Review: The Arthouse

The Arthouse in Hampden strikes just the right balance.

Mike Unger - November 2019

Review: The Arthouse

The Arthouse in Hampden strikes just the right balance.

Mike Unger - November 2019

Artful offerings at The Arthouse. -Photography by Kate Grewal

The Arthouse, which dubs itself a “pizza bar and gallery,” is just different enough in just enough ways to have carved a niche for itself in hype-competitive Hampden. Owner Joan Dolina added food and drink to an existing art gallery in 2013, and the result is a welcoming, slightly funky bar that’s neither as fancy as some of its newer neighbors nor as divey as some of its older ones. Creativity is paramount here. During one of our recent visits, I ordered a pickle-topped pizza and was rewarded with a crunchy, tangy pie unlike anything else I’ve tried.

The focal point of the first floor is the long wooden bar, where couples sip wine, friends throw back beers, and solo drinkers enjoying a post-work cocktail. On my visits, the two TVs were turned off while bands like Gang of Four and Devo played on the sound system. Paintings by local artists hang on the yellow walls of the narrow dining room. We particularly admired one of a woman with a Dalmatian by Mattye Hamilton that’s selling for $1,500.

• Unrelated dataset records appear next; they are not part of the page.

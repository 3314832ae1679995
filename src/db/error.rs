//! Store error types.

use derive_more::{Display, Error};
use diesel::result::DatabaseErrorKind;
use tracing::instrument;

/// Category of a [`StoreError`].
///
/// The HTTP layer maps each kind onto a status code, so callers should match
/// on the kind rather than on the message.
#[derive(Debug, Clone, Copy, PartialEq, Eq, Hash, Display)]
pub enum StoreErrorKind {
    /// A player with the requested username already exists.
    #[display("already exists")]
    AlreadyExists,
    /// The requested row does not exist.
    #[display("not found")]
    NotFound,
    /// A session or high score referenced a player that is not registered.
    #[display("unknown player")]
    UnknownPlayer,
    /// A score was negative or would push a running total past `i64::MAX`.
    #[display("invalid score")]
    InvalidScore,
    /// The underlying database failed.
    #[display("storage failure")]
    Storage,
}

/// Store error with location tracking.
#[derive(Debug, Clone, Display, Error)]
#[display("Store error ({}): {} at {}:{}", kind, message, file, line)]
pub struct StoreError {
    /// What went wrong.
    pub kind: StoreErrorKind,
    /// Error message.
    pub message: String,
    /// Line number where error occurred.
    pub line: u32,
    /// Source file where error occurred.
    pub file: &'static str,
}

impl StoreError {
    /// Creates a new store error with caller location tracking.
    #[track_caller]
    #[instrument(skip(message))]
    pub fn new(kind: StoreErrorKind, message: impl Into<String>) -> Self {
        let loc = std::panic::Location::caller();
        Self {
            kind,
            message: message.into(),
            line: loc.line(),
            file: loc.file(),
        }
    }

    /// Username is already registered.
    #[track_caller]
    pub fn already_exists(username: &str) -> Self {
        Self::new(
            StoreErrorKind::AlreadyExists,
            format!("Player '{}' already exists", username),
        )
    }

    /// Lookup found nothing.
    #[track_caller]
    pub fn not_found(what: impl Into<String>) -> Self {
        Self::new(StoreErrorKind::NotFound, what)
    }

    /// Write referenced a player that does not exist.
    #[track_caller]
    pub fn unknown_player(username: &str) -> Self {
        Self::new(
            StoreErrorKind::UnknownPlayer,
            format!("Player '{}' is not registered", username),
        )
    }

    /// Score cannot be recorded.
    #[track_caller]
    pub fn invalid_score(message: impl Into<String>) -> Self {
        Self::new(StoreErrorKind::InvalidScore, message)
    }

    /// Database failure.
    #[track_caller]
    pub fn storage(message: impl Into<String>) -> Self {
        Self::new(StoreErrorKind::Storage, message)
    }

    /// Returns the error category.
    pub fn kind(&self) -> StoreErrorKind {
        self.kind
    }
}

impl From<diesel::result::Error> for StoreError {
    #[track_caller]
    fn from(err: diesel::result::Error) -> Self {
        use diesel::result::Error;
        match &err {
            Error::NotFound => Self::not_found(format!("Diesel error: {}", err)),
            Error::DatabaseError(DatabaseErrorKind::UniqueViolation, _) => {
                Self::new(StoreErrorKind::AlreadyExists, format!("Diesel error: {}", err))
            }
            Error::DatabaseError(DatabaseErrorKind::ForeignKeyViolation, _) => {
                Self::new(StoreErrorKind::UnknownPlayer, format!("Diesel error: {}", err))
            }
            _ => Self::storage(format!("Diesel error: {}", err)),
        }
    }
}

impl From<diesel::ConnectionError> for StoreError {
    #[track_caller]
    fn from(err: diesel::ConnectionError) -> Self {
        Self::storage(format!("Connection error: {}", err))
    }
}

impl From<serde_json::Error> for StoreError {
    #[track_caller]
    fn from(err: serde_json::Error) -> Self {
        Self::storage(format!("Achievement encoding error: {}", err))
    }
}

Luckily, happy hour deals at The Arthouse, 1115 West 36th Street, 443-438-7700, are considerably more economical. For every $12 cocktail like the Bitters and Smoke I imbibed——a combination of tequila, mezcal Cynar (an artichoke-based bittersweet liqueur), and fernet that packs a serious punch—there are several $6 craft beers. Drafts are $2 off from 4-7, and Natty Boh and Miller High Life are always $3.

Plenty of them are downed on Thursday, Friday, and Saturday nights when late-night revelers pass the hours in the second-story lounge with a pool table, dartboard, and bagatelle table (a centuries-old tabletop game involving balls, pins, and pegs) and devour pizza until the kitchen closes at 1 a.m.

About those pies. They emerge from the brick oven in the back (split logs rest in a bin just beside it) with perfectly charred crusts. Artsy combinations like spicy blueberry and brie—blueberry and chili compote, mozzarella, brie, chives, and balsamic reduction—dot the menu. After eating one slice too many, a few sips of the Bitters and Smoke remained in my glass. “It’s very spirit-forward,” said the bartender, Nick, who’s always happy to whip up something new for a customer. “It’s a sipper. An end-of-the-night drink.”

He was right. After finishing it my evening was over, but I plan on ending many future nights at The Arthouse.